From the records below, work out how many lines contain "already". Reply with that number alone.

(Material for this task begins)

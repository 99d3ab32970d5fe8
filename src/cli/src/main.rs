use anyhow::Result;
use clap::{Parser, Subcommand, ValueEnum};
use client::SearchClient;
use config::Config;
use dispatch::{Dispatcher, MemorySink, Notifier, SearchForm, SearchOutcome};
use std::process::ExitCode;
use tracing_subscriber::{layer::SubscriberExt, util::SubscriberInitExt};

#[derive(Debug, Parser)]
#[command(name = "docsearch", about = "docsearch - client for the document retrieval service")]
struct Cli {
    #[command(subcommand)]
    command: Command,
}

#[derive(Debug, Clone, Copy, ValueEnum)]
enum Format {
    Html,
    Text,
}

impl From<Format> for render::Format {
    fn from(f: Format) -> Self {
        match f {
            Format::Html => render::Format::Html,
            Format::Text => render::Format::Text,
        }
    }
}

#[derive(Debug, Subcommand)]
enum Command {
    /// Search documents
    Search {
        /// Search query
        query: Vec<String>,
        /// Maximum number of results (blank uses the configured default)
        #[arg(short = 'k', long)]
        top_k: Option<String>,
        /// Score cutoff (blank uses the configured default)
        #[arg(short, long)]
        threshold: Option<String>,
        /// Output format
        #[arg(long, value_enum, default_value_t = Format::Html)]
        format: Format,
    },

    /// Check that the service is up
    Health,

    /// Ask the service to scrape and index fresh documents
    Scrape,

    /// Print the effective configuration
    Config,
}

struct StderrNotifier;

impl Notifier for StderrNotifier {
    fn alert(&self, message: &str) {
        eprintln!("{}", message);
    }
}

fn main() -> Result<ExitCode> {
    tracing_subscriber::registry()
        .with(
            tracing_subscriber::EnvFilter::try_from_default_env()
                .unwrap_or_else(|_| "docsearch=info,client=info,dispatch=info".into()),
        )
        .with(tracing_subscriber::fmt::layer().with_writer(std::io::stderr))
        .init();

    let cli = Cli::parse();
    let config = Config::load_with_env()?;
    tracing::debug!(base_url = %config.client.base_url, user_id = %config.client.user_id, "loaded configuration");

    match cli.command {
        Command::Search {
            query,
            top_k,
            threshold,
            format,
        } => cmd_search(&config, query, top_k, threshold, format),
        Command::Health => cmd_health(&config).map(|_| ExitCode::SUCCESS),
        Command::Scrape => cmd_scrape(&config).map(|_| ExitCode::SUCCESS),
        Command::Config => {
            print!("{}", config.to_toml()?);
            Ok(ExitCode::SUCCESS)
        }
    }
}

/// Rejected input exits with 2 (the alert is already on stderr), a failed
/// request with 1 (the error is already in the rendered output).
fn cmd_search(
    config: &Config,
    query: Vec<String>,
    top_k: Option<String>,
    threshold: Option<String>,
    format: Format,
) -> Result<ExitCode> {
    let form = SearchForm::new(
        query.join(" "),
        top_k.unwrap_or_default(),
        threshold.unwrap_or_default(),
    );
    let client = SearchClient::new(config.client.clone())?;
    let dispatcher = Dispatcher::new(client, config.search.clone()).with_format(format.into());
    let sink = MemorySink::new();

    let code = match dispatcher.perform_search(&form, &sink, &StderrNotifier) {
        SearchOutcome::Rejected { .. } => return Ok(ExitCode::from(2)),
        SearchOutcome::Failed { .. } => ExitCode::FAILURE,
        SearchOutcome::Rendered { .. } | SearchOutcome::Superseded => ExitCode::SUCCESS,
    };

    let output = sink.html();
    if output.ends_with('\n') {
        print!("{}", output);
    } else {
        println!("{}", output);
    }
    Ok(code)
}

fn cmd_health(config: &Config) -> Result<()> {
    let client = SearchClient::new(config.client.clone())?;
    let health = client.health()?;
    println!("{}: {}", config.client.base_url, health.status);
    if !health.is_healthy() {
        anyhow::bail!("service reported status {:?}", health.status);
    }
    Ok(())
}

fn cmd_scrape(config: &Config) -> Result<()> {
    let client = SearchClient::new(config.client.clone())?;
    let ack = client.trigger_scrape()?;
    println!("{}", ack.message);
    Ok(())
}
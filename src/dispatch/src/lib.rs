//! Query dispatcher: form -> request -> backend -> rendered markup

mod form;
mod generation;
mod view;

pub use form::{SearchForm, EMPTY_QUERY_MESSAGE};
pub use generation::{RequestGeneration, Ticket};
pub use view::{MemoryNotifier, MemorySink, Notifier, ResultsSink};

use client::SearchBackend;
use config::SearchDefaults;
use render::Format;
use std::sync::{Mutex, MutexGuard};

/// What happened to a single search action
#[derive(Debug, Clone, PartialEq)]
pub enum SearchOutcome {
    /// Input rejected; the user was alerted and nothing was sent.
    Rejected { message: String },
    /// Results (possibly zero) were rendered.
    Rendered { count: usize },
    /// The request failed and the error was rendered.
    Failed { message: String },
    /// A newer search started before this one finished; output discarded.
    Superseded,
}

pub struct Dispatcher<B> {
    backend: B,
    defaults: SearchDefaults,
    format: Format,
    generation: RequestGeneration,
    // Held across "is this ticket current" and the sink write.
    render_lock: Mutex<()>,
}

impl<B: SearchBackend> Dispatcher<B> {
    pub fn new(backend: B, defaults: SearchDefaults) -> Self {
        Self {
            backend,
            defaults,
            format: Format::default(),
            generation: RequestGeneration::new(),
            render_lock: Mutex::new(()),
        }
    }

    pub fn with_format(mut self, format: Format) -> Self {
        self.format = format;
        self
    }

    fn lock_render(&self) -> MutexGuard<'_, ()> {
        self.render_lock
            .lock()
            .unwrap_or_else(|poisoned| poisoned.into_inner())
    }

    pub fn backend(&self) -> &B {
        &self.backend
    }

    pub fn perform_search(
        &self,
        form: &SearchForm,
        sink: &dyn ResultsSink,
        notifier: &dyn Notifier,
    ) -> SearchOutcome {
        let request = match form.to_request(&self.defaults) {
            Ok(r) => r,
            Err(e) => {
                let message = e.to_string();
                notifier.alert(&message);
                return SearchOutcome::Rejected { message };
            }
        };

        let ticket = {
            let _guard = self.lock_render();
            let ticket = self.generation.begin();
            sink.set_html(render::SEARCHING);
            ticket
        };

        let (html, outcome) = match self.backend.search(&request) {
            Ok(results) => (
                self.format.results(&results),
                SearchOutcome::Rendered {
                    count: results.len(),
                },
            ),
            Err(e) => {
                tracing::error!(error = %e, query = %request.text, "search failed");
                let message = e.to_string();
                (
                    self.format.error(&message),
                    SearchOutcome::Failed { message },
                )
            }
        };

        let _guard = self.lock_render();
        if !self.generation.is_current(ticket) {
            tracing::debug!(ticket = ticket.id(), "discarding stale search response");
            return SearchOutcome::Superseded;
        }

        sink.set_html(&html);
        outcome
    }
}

(Material for this task ends)

# Output for this task:
2